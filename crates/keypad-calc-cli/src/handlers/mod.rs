//! Command handlers
//!
//! Each handler writes to a caller-supplied sink so it can be tested
//! without a terminal. Only the interactive handler needs a real one.

pub mod eval;
pub mod interactive;
pub mod keypad;
pub mod press;

pub use eval::execute_eval;
pub use interactive::{closing_line, draw_screen, execute_interactive, handle_event};
pub use keypad::execute_keypad;
pub use press::{collect_keys, execute_press};
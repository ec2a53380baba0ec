//! CLI command definitions using clap

use clap::{Args, Parser, Subcommand};

use crate::config::{CliConfig, Verbosity, DEFAULT_DISPLAY_WIDTH};

/// Keypad calculator: four functions, evaluated left to right
#[derive(Parser, Debug)]
#[command(name = "keypad-calc")]
#[command(author, version, about, long_about = None)]
#[command(propagate_version = true)]
pub struct Cli {
    /// Verbosity level (-v, -vv)
    #[arg(short, long, action = clap::ArgAction::Count, global = true)]
    pub verbose: u8,

    /// Quiet mode (errors only)
    #[arg(short, long, global = true)]
    pub quiet: bool,

    /// Columns available for the display; longer displays keep their newest characters
    #[arg(
        long,
        default_value_t = DEFAULT_DISPLAY_WIDTH,
        env = "KEYPAD_CALC_WIDTH",
        global = true,
        value_parser = clap::value_parser!(u16).range(1..)
    )]
    pub width: u16,

    /// Subcommand to run
    #[command(subcommand)]
    pub command: Commands,
}

impl Cli {
    /// Builds the runtime configuration from the parsed arguments
    #[must_use]
    pub fn config(&self) -> CliConfig {
        CliConfig::new()
            .with_verbosity(Verbosity::from_flags(self.quiet, self.verbose))
            .with_display_width(usize::from(self.width))
    }
}

/// CLI subcommands
#[derive(Subcommand, Debug)]
pub enum Commands {
    /// Press keys and print the display
    ///
    /// Keys are button captions or aliases: 0-9 . + - × * x ÷ / % = +/- neg AC C
    Press(PressArgs),

    /// Evaluate an expression left to right, e.g. "50 + 10%"
    Eval(EvalArgs),

    /// Print the keypad layout
    Keypad,

    /// Run the interactive terminal keypad
    Interactive,
}

/// Arguments for the press command
#[derive(Args, Debug)]
pub struct PressArgs {
    /// Keys to press, in order (each argument may hold several, space-separated)
    #[arg(required = true, allow_hyphen_values = true)]
    pub keys: Vec<String>,

    /// Print the display after every key
    #[arg(long)]
    pub trace: bool,

    /// Print the final engine state as JSON
    #[arg(long, conflicts_with = "trace")]
    pub json: bool,
}

/// Arguments for the eval command
#[derive(Args, Debug)]
pub struct EvalArgs {
    /// Expression with space-separated tokens
    #[arg(allow_hyphen_values = true)]
    pub expression: String,
}
impl Relation {
    /// Construct a relation from its declaration and selected orders.
    ///
    /// Shadow declarations take their tuples from `source`; a declared
    /// shadow with no registered source reads as empty.
    pub fn create(
        decl: &RelationDecl,
        orders: Vec<ColumnOrder>,
        source: Option<Arc<dyn ExternalSource>>,
    ) -> Result<Relation> {
        let orders: Vec<Order> = orders.into_iter().map(Order::new).collect();
        debug_assert!(orders.iter().all(|o| o.arity() == decl.arity));

        let (kind, aux_arity, storage): (RelationKind, usize, Box<dyn RelationStorage>) =
            if decl.shadow {
                let source = source.unwrap_or_else(|| Arc::new(EmptySource));
                (
                    RelationKind::External,
                    decl.aux_arity,
                    Box::new(ExternalStorage::new(orders, source)),
                )
            } else if decl.is_provenance() {
                (
                    RelationKind::Provenance,
                    2,
                    Box::new(BTreeStorage::new(orders)),
                )
            } else {
                match decl.representation {
                    Representation::Eqrel => {
                        if decl.arity != 2 {
                            return Err(Error::internal(format!(
                                "equivalence relation '{}' must be binary",
                                decl.name
                            )));
                        }
                        (
                            RelationKind::Eqrel,
                            decl.aux_arity,
                            Box::new(EqrelStorage::new(orders)),
                        )
                    }
                    Representation::BTreeDelete => (
                        RelationKind::BTreeDelete,
                        decl.aux_arity,
                        Box::new(BTreeStorage::new(orders)),
                    ),
                    Representation::BTree => (
                        RelationKind::BTree,
                        decl.aux_arity,
                        Box::new(BTreeStorage::new(orders)),
                    ),
                }
            };

        Ok(Relation {
            name: decl.name.clone(),
            arity: decl.arity,
            aux_arity,
            kind,
            storage: RwLock::new(storage),
        })
    }

    pub fn name(&self) -> &str {
        &self.name
    }

    pub fn arity(&self) -> usize {
        self.arity
    }

    pub fn aux_arity(&self) -> usize {
        self.aux_arity
    }

    pub fn kind(&self) -> RelationKind {
        self.kind
    }

    pub fn index_count(&self) -> usize {
        self.storage.read().index_count()
    }

    /// The column order of one index.
    pub fn index_order(&self, index_pos: usize) -> Order {
        self.storage.read().index_order(index_pos).clone()
    }

    fn ensure_prepared(&self) -> Result<()> {
        if self.storage.read().needs_prepare() {
            self.storage.write().prepare()?;
        }
        Ok(())
    }

    /// Insert a tuple. Shadow relations drop the request.
    pub fn insert(&self, tuple: &Tuple) -> Result<bool> {
        if tuple.len() != self.arity {
            return Err(Error::arity_mismatch(&self.name, self.arity, tuple.len()));
        }
        Ok(self.storage.write().insert(tuple))
    }

    /// Erase a tuple. Supported by the delete representation only.
    pub fn erase(&self, tuple: &Tuple) -> Result<bool> {
        if self.kind != RelationKind::BTreeDelete {
            return Err(Error::UnsupportedRelationOperation {
                relation: self.name.clone(),
                operation: "erase",
            });
        }
        Ok(self.storage.write().erase(tuple))
    }

    pub fn contains(&self, index_pos: usize, tuple: &Tuple) -> Result<bool> {
        self.ensure_prepared()?;
        Ok(self.storage.read().contains(index_pos, tuple))
    }

    pub fn contains_range(&self, index_pos: usize, lo: &Tuple, hi: &Tuple) -> Result<bool> {
        self.ensure_prepared()?;
        Ok(self.storage.read().contains_range(index_pos, lo, hi))
    }

    pub fn first_in_range(&self, index_pos: usize, lo: &Tuple, hi: &Tuple) -> Result<Option<Tuple>> {
        self.ensure_prepared()?;
        Ok(self.storage.read().first_in_range(index_pos, lo, hi))
    }

    /// The full tuple set in the order of index 0.
    pub fn collect(&self) -> Result<Vec<Tuple>> {
        self.ensure_prepared()?;
        Ok(self.storage.read().collect())
    }

    /// The tuples within `[lo, hi]` in the order of the given index.
    pub fn collect_range(&self, index_pos: usize, lo: &Tuple, hi: &Tuple) -> Result<Vec<Tuple>> {
        self.ensure_prepared()?;
        Ok(self.storage.read().collect_range(index_pos, lo, hi))
    }

    /// Split the full scan into at most `chunks` disjoint sub-sequences
    /// whose union is the scan. The parallelism unit of `Parallel*` loops.
    pub fn partition_scan(&self, chunks: usize) -> Result<Vec<Vec<Tuple>>> {
        Ok(partition(self.collect()?, chunks))
    }

    /// Split a range query into at most `chunks` disjoint sub-sequences.
    pub fn partition_range(
        &self,
        index_pos: usize,
        lo: &Tuple,
        hi: &Tuple,
        chunks: usize,
    ) -> Result<Vec<Vec<Tuple>>> {
        Ok(partition(self.collect_range(index_pos, lo, hi)?, chunks))
    }

    pub fn len(&self) -> Result<usize> {
        self.ensure_prepared()?;
        Ok(self.storage.read().len())
    }

    pub fn is_empty(&self) -> Result<bool> {
        Ok(self.len()? == 0)
    }

    /// Drop every tuple.
    pub fn purge(&self) {
        self.storage.write().purge();
    }

    /// Exchange storage with another relation of the same shape.
    pub fn swap_contents(&self, other: &Relation) {
        if std::ptr::eq(self, other) {
            return;
        }
        debug_assert_eq!(self.arity, other.arity);
        let mut a = self.storage.write();
        let mut b = other.storage.write();
        std::mem::swap(&mut *a, &mut *b);
    }
}

/// A per-thread cursor over one index of one relation.
#[derive(Clone)]
pub struct IndexView {
    relation: Arc<Relation>,
    index_pos: usize,
}

impl IndexView {
    pub fn new(relation: Arc<Relation>, index_pos: usize) -> Self {
        IndexView {
            relation,
            index_pos,
        }
    }

    pub fn relation(&self) -> &Relation {
        &self.relation
    }

    pub fn contains(&self, tuple: &Tuple) -> Result<bool> {
        self.relation.contains(self.index_pos, tuple)
    }

    pub fn contains_range(&self, lo: &Tuple, hi: &Tuple) -> Result<bool> {
        self.relation.contains_range(self.index_pos, lo, hi)
    }

    pub fn first_in_range(&self, lo: &Tuple, hi: &Tuple) -> Result<Option<Tuple>> {
        self.relation.first_in_range(self.index_pos, lo, hi)
    }

    pub fn collect_range(&self, lo: &Tuple, hi: &Tuple) -> Result<Vec<Tuple>> {
        self.relation.collect_range(self.index_pos, lo, hi)
    }
}

#[cfg(test)]
mod tests {
    use super::*;
    use crate::core::tuple_from;
    use crate::core::{MAX_SIGNED, MIN_SIGNED};

    fn btree_relation(name: &str, arity: usize) -> Relation {
        Relation::create(
            &RelationDecl::btree(name, arity),
            vec![(0..arity).collect()],
            None,
        )
        .unwrap()
    }

    #[test]
    fn test_insert_and_contains() {
        let rel = btree_relation("edge", 2);
        assert!(rel.insert(&tuple_from(&[1, 2])).unwrap());
        assert!(!rel.insert(&tuple_from(&[1, 2])).unwrap());
        assert!(rel.contains(0, &tuple_from(&[1, 2])).unwrap());
        assert_eq!(rel.len().unwrap(), 1);
    }

    #[test]
    fn test_arity_checked() {
        let rel = btree_relation("edge", 2);
        assert!(matches!(
            rel.insert(&tuple_from(&[1])),
            Err(Error::ArityMismatch { .. })
        ));
    }

    #[test]
    fn test_index_coherence() {
        let decl = RelationDecl::btree("r", 2);
        let rel = Relation::create(&decl, vec![vec![0, 1], vec![1, 0]], None).unwrap();
        for (a, b) in [(1, 9), (2, 3), (3, 5)] {
            rel.insert(&tuple_from(&[a, b])).unwrap();
        }

        let mut by_first = rel.collect().unwrap();
        let mut by_second = rel
            .collect_range(
                1,
                &tuple_from(&[MIN_SIGNED, MIN_SIGNED]),
                &tuple_from(&[MAX_SIGNED, MAX_SIGNED]),
            )
            .unwrap();
        assert_eq!(by_second[0], tuple_from(&[2, 3]));
        by_first.sort();
        by_second.sort();
        assert_eq!(by_first, by_second);
    }

    #[test]
    fn test_erase_requires_delete_representation() {
        let rel = btree_relation("r", 1);
        assert!(matches!(
            rel.erase(&tuple_from(&[1])),
            Err(Error::UnsupportedRelationOperation { .. })
        ));

        let rel = Relation::create(&RelationDecl::btree_delete("d", 1), vec![vec![0]], None).unwrap();
        rel.insert(&tuple_from(&[1])).unwrap();
        assert!(rel.erase(&tuple_from(&[1])).unwrap());
        assert!(!rel.erase(&tuple_from(&[1])).unwrap());
        assert!(rel.is_empty().unwrap());
    }

    #[test]
    fn test_swap_contents() {
        let a = btree_relation("a", 1);
        let b = btree_relation("b", 1);
        a.insert(&tuple_from(&[1])).unwrap();
        b.insert(&tuple_from(&[2])).unwrap();
        b.insert(&tuple_from(&[3])).unwrap();

        a.swap_contents(&b);
        assert_eq!(a.len().unwrap(), 2);
        assert_eq!(b.len().unwrap(), 1);
        assert!(b.contains(0, &tuple_from(&[1])).unwrap());

        // Swapping twice restores the original state.
        a.swap_contents(&b);
        assert_eq!(a.len().unwrap(), 1);
        assert!(a.contains(0, &tuple_from(&[1])).unwrap());
    }

    #[test]
    fn test_eqrel_closure() {
        let rel = Relation::create(&RelationDecl::eqrel("eq"), vec![vec![0, 1]], None).unwrap();
        rel.insert(&tuple_from(&[1, 2])).unwrap();
        rel.insert(&tuple_from(&[2, 3])).unwrap();

        assert!(rel.contains(0, &tuple_from(&[3, 1])).unwrap());
        assert!(rel.contains(0, &tuple_from(&[2, 2])).unwrap());
        assert_eq!(rel.len().unwrap(), 9);
    }

    #[test]
    fn test_shadow_relation_reads_from_source() {
        struct TwoTuples;
        impl ExternalSource for TwoTuples {
            fn fetch(&self) -> Result<Vec<Tuple>> {
                Ok(vec![tuple_from(&[1, 2]), tuple_from(&[3, 4])])
            }
        }

        let decl = RelationDecl::btree("ext", 2).as_shadow();
        let rel = Relation::create(&decl, vec![vec![0, 1]], Some(Arc::new(TwoTuples))).unwrap();
        assert_eq!(rel.kind(), RelationKind::External);

        // Engine inserts are dropped; content comes from the source.
        rel.insert(&tuple_from(&[9, 9])).unwrap();
        assert_eq!(rel.len().unwrap(), 2);
        assert!(rel.contains(0, &tuple_from(&[3, 4])).unwrap());
        assert!(!rel.contains(0, &tuple_from(&[9, 9])).unwrap());
    }

    #[test]
    fn test_shadow_without_source_is_empty() {
        let decl = RelationDecl::btree("ext", 2).as_shadow();
        let rel = Relation::create(&decl, vec![vec![0, 1]], None).unwrap();
        assert!(rel.is_empty().unwrap());
    }

    #[test]
    fn test_view_surface() {
        let rel = Arc::new(btree_relation("r", 2));
        for (a, b) in [(1, 2), (1, 4), (2, 2)] {
            rel.insert(&tuple_from(&[a, b])).unwrap();
        }
        let view = IndexView::new(Arc::clone(&rel), 0);

        assert!(view.contains(&tuple_from(&[1, 4])).unwrap());
        let lo = tuple_from(&[1, MIN_SIGNED]);
        let hi = tuple_from(&[1, MAX_SIGNED]);
        assert!(view.contains_range(&lo, &hi).unwrap());
        assert_eq!(view.collect_range(&lo, &hi).unwrap().len(), 2);
        assert_eq!(
            view.first_in_range(&lo, &hi).unwrap().unwrap(),
            tuple_from(&[1, 2])
        );
    }
}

# # #

What to work on: Print, please, the lines above from the very first through the one that holds "pub use keypad::execute_keypad;", both included, word for word and with nothing else.

Written response:
filename crates/keypad-calc-cli/src/handlers/mod.rs
//! Command handlers
//!
//! Each handler writes to a caller-supplied sink so it can be tested
//! without a terminal. Only the interactive handler needs a real one.

pub mod eval;
pub mod interactive;
pub mod keypad;
pub mod press;

pub use eval::execute_eval;
pub use interactive::{closing_line, draw_screen, execute_interactive, handle_event};
pub use keypad::execute_keypad;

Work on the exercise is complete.